Mr. Olson is the Senior Fellow for the Manhattan Institute (note 6) which describes itself as "a think tank whose mission is to develop and disseminate new ideas that foster greater economic choice and individual responsibility,"..."an important force in shaping American political culture." How, might you ask, is this lofty goal accomplished? In their own words (note 7) "We have cultivated a staff of senior fellows and writers who blend intellectual rigor, sound principles, and strong writing ability. Their provocative books, reviews, interviews, speeches, articles, and op-ed pieces have been the main vehicle for communicating our message."

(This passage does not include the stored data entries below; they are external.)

//! In-process drink store.
//!
//! Rows hold the encoded recipe, like the SQLite table does, so both stores
//! exercise the same encode/decode path.

use std::collections::BTreeMap;
use std::sync::RwLock;

use async_trait::async_trait;

use super::{DrinkStore, StoreError};
use crate::drinks::{MenuItem, NewDrink, decode_recipe, encode_recipe};

#[derive(Debug, Clone)]
struct Row {
    title: String,
    recipe: String,
}

impl Row {
    fn to_item(&self, id: i64) -> Result<MenuItem, StoreError> {
        Ok(MenuItem {
            id,
            title: self.title.clone(),
            recipe: decode_recipe(&self.recipe)?,
        })
    }
}

#[derive(Debug, Default)]
struct Table {
    rows: BTreeMap<i64, Row>,
    last_id: i64,
}

impl Table {
    fn title_taken(&self, title: &str, except: Option<i64>) -> bool {
        self.rows
            .iter()
            .any(|(id, row)| row.title == title && Some(*id) != except)
    }
}

/// Drink store held in memory. Contents are lost when the process exits.
#[derive(Debug, Default)]
pub struct MemoryStore {
    table: RwLock<Table>,
}

impl MemoryStore {
    #[must_use]
    pub fn new() -> Self {
        Self::default()
    }
}

#[async_trait]
impl DrinkStore for MemoryStore {
    async fn list(&self) -> Result<Vec<MenuItem>, StoreError> {
        self.table
            .read()
            .map_err(|_| StoreError::LockPoisoned)?
            .rows
            .iter()
            .map(|(id, row)| row.to_item(*id))
            .collect()
    }

    async fn get(&self, id: i64) -> Result<Option<MenuItem>, StoreError> {
        self.table
            .read()
            .map_err(|_| StoreError::LockPoisoned)?
            .rows
            .get(&id)
            .map(|row| row.to_item(id))
            .transpose()
    }

    async fn insert(&self, drink: NewDrink) -> Result<MenuItem, StoreError> {
        let recipe = encode_recipe(&drink.recipe)?;
        let mut table = self.table.write().map_err(|_| StoreError::LockPoisoned)?;

        if table.title_taken(&drink.title, None) {
            return Err(StoreError::DuplicateTitle(drink.title));
        }

        table.last_id += 1;
        let id = table.last_id;
        table.rows.insert(
            id,
            Row {
                title: drink.title.clone(),
                recipe,
            },
        );
        drop(table);

        Ok(MenuItem {
            id,
            title: drink.title,
            recipe: drink.recipe,
        })
    }

    async fn update(&self, id: i64, drink: NewDrink) -> Result<Option<MenuItem>, StoreError> {
        let recipe = encode_recipe(&drink.recipe)?;
        let mut table = self.table.write().map_err(|_| StoreError::LockPoisoned)?;

        if !table.rows.contains_key(&id) {
            return Ok(None);
        }
        if table.title_taken(&drink.title, Some(id)) {
            return Err(StoreError::DuplicateTitle(drink.title));
        }

        table.rows.insert(
            id,
            Row {
                title: drink.title.clone(),
                recipe,
            },
        );
        drop(table);

        Ok(Some(MenuItem {
            id,
            title: drink.title,
            recipe: drink.recipe,
        }))
    }

    async fn delete(&self, id: i64) -> Result<bool, StoreError> {
        let removed = self
            .table
            .write()
            .map_err(|_| StoreError::LockPoisoned)?
            .rows
            .remove(&id);
        Ok(removed.is_some())
    }
}
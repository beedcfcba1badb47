//! Per-route permission middleware.
//!
//! A gated route first authenticates the bearer token, then checks the
//! route's required permission. Either failure ends the request before the
//! handler runs. On success the verified [`ClaimSet`] is placed in the
//! request extensions for the handler.

use std::sync::Arc;

use axum::extract::{Request, State};
use axum::http::header::AUTHORIZATION;
use axum::middleware::{self, Next};
use axum::response::Response;
use axum::routing::MethodRouter;

use super::error::ApiError;
use crate::auth::{Authenticator, Decision, authorize};

/// The permission a route requires, and how to check it.
#[derive(Clone)]
pub struct PermissionGate {
    authenticator: Arc<Authenticator>,
    permission: &'static str,
}

impl PermissionGate {
    #[must_use]
    pub const fn new(authenticator: Arc<Authenticator>, permission: &'static str) -> Self {
        Self {
            authenticator,
            permission,
        }
    }
}

/// Verify the caller and check the gate's permission.
pub async fn require_permission(
    State(gate): State<PermissionGate>,
    mut request: Request,
    next: Next,
) -> Result<Response, ApiError> {
    // Owned so no borrow of the (non-Sync) request body is held across the await.
    let authorization = request.headers().get(AUTHORIZATION).cloned();

    let claims = gate
        .authenticator
        .authenticate(authorization.as_ref())
        .await
        .inspect_err(|e| {
            tracing::debug!(
                "Rejected {} {}: {e}",
                request.method(),
                request.uri().path()
            );
        })?;

    if let Decision::Deny(reason) = authorize(&claims, gate.permission) {
        tracing::debug!(
            "Denied {} {} for {}: {reason} ({})",
            request.method(),
            request.uri().path(),
            claims.subject,
            gate.permission
        );
        return Err(reason.into());
    }

    request.extensions_mut().insert(claims);
    Ok(next.run(request).await)
}

/// Wrap every method of `route` in `gate`.
#[must_use]
pub fn gated<S>(route: MethodRouter<S>, gate: PermissionGate) -> MethodRouter<S>
where
    S: Clone + Send + Sync + 'static,
{
    route.route_layer(middleware::from_fn_with_state(gate, require_permission))
}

Yes, it's true. Walter Olson is hardly an expert on Internet accessibility for people with disabilities, but rather he is an unashamed, "cultivated" mouthpiece for a conservative Manhattan think tank seeking to shape our government's public policy according to their own principles and standards. (Walks like a lobbyist, talks like a lobbyist...) I have no problem with that--that's the way our system works, but for Mr. Pinkerton to base a majority of his article on the propaganda of one individual representing a special interest group without clearly identifying his agenda is...well, I'll let you be the judge. It is true that Pinkerton mentions "Senior Fellow...conservative think tank Manhattan Institute," but this hardly constitutes full disclosure of the wide-ranging scope of Olson's underlying bias.

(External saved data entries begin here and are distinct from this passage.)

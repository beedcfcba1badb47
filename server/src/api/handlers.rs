//! Request handlers for the drink routes.
//!
//! Handlers only run once the route's permission gate has passed. Each one
//! performs a single store mutation at most.

use axum::Json;
use axum::extract::rejection::{JsonRejection, PathRejection};
use axum::extract::{Extension, Path, State};
use serde::Serialize;

use super::AppState;
use super::error::ApiError;
use crate::auth::ClaimSet;
use crate::drinks::{DrinkPayload, MenuItem, NewDrink, ShortDrink};

#[derive(Debug, Serialize)]
pub struct DrinksResponse<T> {
    success: bool,
    drinks: Vec<T>,
}

impl<T> DrinksResponse<T> {
    const fn ok(drinks: Vec<T>) -> Json<Self> {
        Json(Self {
            success: true,
            drinks,
        })
    }
}

#[derive(Debug, Serialize)]
pub struct DeleteResponse {
    success: bool,
    delete: i64,
}

/// Parse a request body into a drink, or fail with 422.
fn new_drink(body: Result<Json<DrinkPayload>, JsonRejection>) -> Result<NewDrink, ApiError> {
    let Json(payload) = body.map_err(|rejection| {
        tracing::debug!("Rejected drink body: {rejection}");
        ApiError::Unprocessable
    })?;
    payload.into_new_drink().ok_or(ApiError::Unprocessable)
}

/// A non-integer id can never name a drink.
fn drink_id(path: Result<Path<i64>, PathRejection>) -> Result<i64, ApiError> {
    path.map(|Path(id)| id).map_err(|_| ApiError::NotFound)
}

/// `GET /drinks`: public menu in short form.
pub async fn list_drinks(
    State(state): State<AppState>,
) -> Result<Json<DrinksResponse<ShortDrink>>, ApiError> {
    let drinks = state.store.list().await?;
    Ok(DrinksResponse::ok(drinks.iter().map(MenuItem::short).collect()))
}

/// `GET /drinks-detail`: menu in long form.
pub async fn list_drinks_detail(
    State(state): State<AppState>,
) -> Result<Json<DrinksResponse<MenuItem>>, ApiError> {
    let drinks = state.store.list().await?;
    Ok(DrinksResponse::ok(drinks))
}

/// `POST /drinks`
pub async fn create_drink(
    State(state): State<AppState>,
    Extension(claims): Extension<ClaimSet>,
    body: Result<Json<DrinkPayload>, JsonRejection>,
) -> Result<Json<DrinksResponse<MenuItem>>, ApiError> {
    let drink = new_drink(body)?;
    let created = state.store.insert(drink).await?;

    tracing::info!(
        "Drink {} '{}' created by {}",
        created.id,
        created.title,
        claims.subject
    );

    Ok(DrinksResponse::ok(vec![created]))
}

/// `PATCH /drinks/{id}`
pub async fn update_drink(
    State(state): State<AppState>,
    Extension(claims): Extension<ClaimSet>,
    path: Result<Path<i64>, PathRejection>,
    body: Result<Json<DrinkPayload>, JsonRejection>,
) -> Result<Json<DrinksResponse<MenuItem>>, ApiError> {
    let id = drink_id(path)?;

    // An unknown id is reported before any problem with the body.
    if state.store.get(id).await?.is_none() {
        return Err(ApiError::NotFound);
    }
    let drink = new_drink(body)?;

    let updated = state
        .store
        .update(id, drink)
        .await?
        .ok_or(ApiError::NotFound)?;

    tracing::info!("Drink {} updated by {}", updated.id, claims.subject);

    Ok(DrinksResponse::ok(vec![updated]))
}

/// `DELETE /drinks/{id}`
pub async fn delete_drink(
    State(state): State<AppState>,
    Extension(claims): Extension<ClaimSet>,
    path: Result<Path<i64>, PathRejection>,
) -> Result<Json<DeleteResponse>, ApiError> {
    let id = drink_id(path)?;

    if !state.store.delete(id).await? {
        return Err(ApiError::NotFound);
    }

    tracing::info!("Drink {} deleted by {}", id, claims.subject);

    Ok(Json(DeleteResponse {
        success: true,
        delete: id,
    }))
}

/// Fallback for unknown routes.
pub async fn not_found() -> ApiError {
    ApiError::NotFound
}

Finally, Mr. Pinkerton sinks to the lowest point in his article, resorting to the tactic of presenting examples of abuses (in his opinion) of the Americans with Disabilities Act that can only be described as extreme and isolated circumstances as widespread and commonplace. Again the writer returns to his favorite source--his only source--Walter Olson, since this same example has been used by Olson repeatedly to support his position against Internet legislation (note 8). Citing a February Miami Daily Business Review article (which is actually a December 21, 1999, article - note 9), Pinkerton "suggests" that ADA lawsuits have reached epidemic proportions and represent a real threat to life as we know it. (Oh brother!) Let's take a rational look at the situation in question.

The Review article opens with, "South Florida businesses big and small are under siege from a handful of litigious advocates for the disabled...." It goes on to say, "Plaintiffs, including a half-dozen non-profit corporations and associated individuals, have filed more than 600 federal suits in Miami, Fort Lauderdale, and West Palm Beach." Who are these plaintiffs?

Again from the Miami article, "Nearly all those cases, generally brought by a few disabled people acting as surrogates for others..." and "At the forefront of this legal assault is a six-lawyer Miami Beach law firm, Fuller Mallah & Associates. Since May, 1998, state records show Fuller Mallah helped form a trio of nonprofit companies in Broward, Miami-Dade, and Palm Beach counties respectively, the Alliance for ADA Compliance, Inc.; Advocates for the Disabled, Inc.; and the Boca Access Group. Today those nonprofits are plaintiffs in more than 300 ADA cases in South Florida. Advocates for the Disabled brought 276 of those cases." According to the article, "Advocates for the Disabled was originally incorporated by Ernst Rosenkrantz, seventy-two, of Miami Beach." The writer goes on to say of Rosenkrantz, "He is also a plaintiff in 323 cases, some in league with Advocates for Disabled. The Fuller Mallah law firm represents both Advocates for the Disabled and Rosenkrantz, a retired architect who has been confined to a wheelchair for fifty-three years." As it turns out, attorney John D. Mallah is Rosenkrantz's nephew.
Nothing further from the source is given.